--- START ---

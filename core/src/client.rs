//! Request builders and response parsers for each endpoint.

use serde::de::DeserializeOwned;
use serde::Serialize;

use crate::error::ApiError;
use crate::http::{HttpMethod, HttpRequest, HttpResponse};
use crate::types::{CreateTodo, Envelope, ServiceInfo, Todo, UpdateTodo};

/// Stateless client for the todo API; holds only the base URL.
#[derive(Debug, Clone)]
pub struct TodoClient {
    base_url: String,
}

impl TodoClient {
    pub fn new(base_url: &str) -> Self {
        Self {
            base_url: base_url.trim_end_matches('/').to_string(),
        }
    }

    fn collection_url(&self) -> String {
        format!("{}/todo", self.base_url)
    }

    fn item_url(&self, id: &str) -> String {
        format!("{}/todo/{id}", self.base_url)
    }

    pub fn build_home(&self) -> HttpRequest {
        HttpRequest::empty(HttpMethod::Get, format!("{}/", self.base_url))
    }

    pub fn build_list_todos(&self) -> HttpRequest {
        HttpRequest::empty(HttpMethod::Get, self.collection_url())
    }

    pub fn build_create_todo(&self, input: &CreateTodo) -> Result<HttpRequest, ApiError> {
        Ok(HttpRequest::json(HttpMethod::Post, self.collection_url(), to_json(input)?))
    }

    pub fn build_update_todo(&self, id: &str, input: &UpdateTodo) -> Result<HttpRequest, ApiError> {
        Ok(HttpRequest::json(HttpMethod::Put, self.item_url(id), to_json(input)?))
    }

    pub fn build_delete_todo(&self, id: &str) -> HttpRequest {
        HttpRequest::empty(HttpMethod::Delete, self.item_url(id))
    }

    pub fn parse_home(&self, response: HttpResponse) -> Result<ServiceInfo, ApiError> {
        check_status(&response, 200)?;
        from_json(&response.body)
    }

    pub fn parse_list_todos(&self, response: HttpResponse) -> Result<Vec<Todo>, ApiError> {
        parse_data(response, 200)
    }

    pub fn parse_create_todo(&self, response: HttpResponse) -> Result<Todo, ApiError> {
        parse_data(response, 201)
    }

    /// Returns the todo as it is after the update.
    pub fn parse_update_todo(&self, response: HttpResponse) -> Result<Todo, ApiError> {
        parse_data(response, 200)
    }

    /// Returns the todo that was removed.
    pub fn parse_delete_todo(&self, response: HttpResponse) -> Result<Todo, ApiError> {
        parse_data(response, 200)
    }
}

fn to_json<T: Serialize>(value: &T) -> Result<String, ApiError> {
    serde_json::to_string(value).map_err(|e| ApiError::SerializationError(e.to_string()))
}

fn from_json<T: DeserializeOwned>(body: &str) -> Result<T, ApiError> {
    serde_json::from_str(body).map_err(|e| ApiError::DeserializationError(e.to_string()))
}

fn parse_data<T: DeserializeOwned>(response: HttpResponse, expected: u16) -> Result<T, ApiError> {
    check_status(&response, expected)?;
    let envelope: Envelope<T> = from_json(&response.body)?;
    Ok(envelope.data)
}

fn check_status(response: &HttpResponse, expected: u16) -> Result<(), ApiError> {
    match response.status {
        s if s == expected => Ok(()),
        404 => Err(ApiError::NotFound),
        status => Err(ApiError::HttpError {
            status,
            body: response.body.clone(),
        }),
    }
}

--- END ---

An exact copy of the lines above between the line holding "pub struct TodoClient" and the line holding "after the update.", inclusive, is the whole answer.

pub struct TodoClient {
    base_url: String,
}

impl TodoClient {
    pub fn new(base_url: &str) -> Self {
        Self {
            base_url: base_url.trim_end_matches('/').to_string(),
        }
    }

    fn collection_url(&self) -> String {
        format!("{}/todo", self.base_url)
    }

    fn item_url(&self, id: &str) -> String {
        format!("{}/todo/{id}", self.base_url)
    }

    pub fn build_home(&self) -> HttpRequest {
        HttpRequest::empty(HttpMethod::Get, format!("{}/", self.base_url))
    }

    pub fn build_list_todos(&self) -> HttpRequest {
        HttpRequest::empty(HttpMethod::Get, self.collection_url())
    }

    pub fn build_create_todo(&self, input: &CreateTodo) -> Result<HttpRequest, ApiError> {
        Ok(HttpRequest::json(HttpMethod::Post, self.collection_url(), to_json(input)?))
    }

    pub fn build_update_todo(&self, id: &str, input: &UpdateTodo) -> Result<HttpRequest, ApiError> {
        Ok(HttpRequest::json(HttpMethod::Put, self.item_url(id), to_json(input)?))
    }

    pub fn build_delete_todo(&self, id: &str) -> HttpRequest {
        HttpRequest::empty(HttpMethod::Delete, self.item_url(id))
    }

    pub fn parse_home(&self, response: HttpResponse) -> Result<ServiceInfo, ApiError> {
        check_status(&response, 200)?;
        from_json(&response.body)
    }

    pub fn parse_list_todos(&self, response: HttpResponse) -> Result<Vec<Todo>, ApiError> {
        parse_data(response, 200)
    }

    pub fn parse_create_todo(&self, response: HttpResponse) -> Result<Todo, ApiError> {
        parse_data(response, 201)
    }

    /// Returns the todo as it is after the update.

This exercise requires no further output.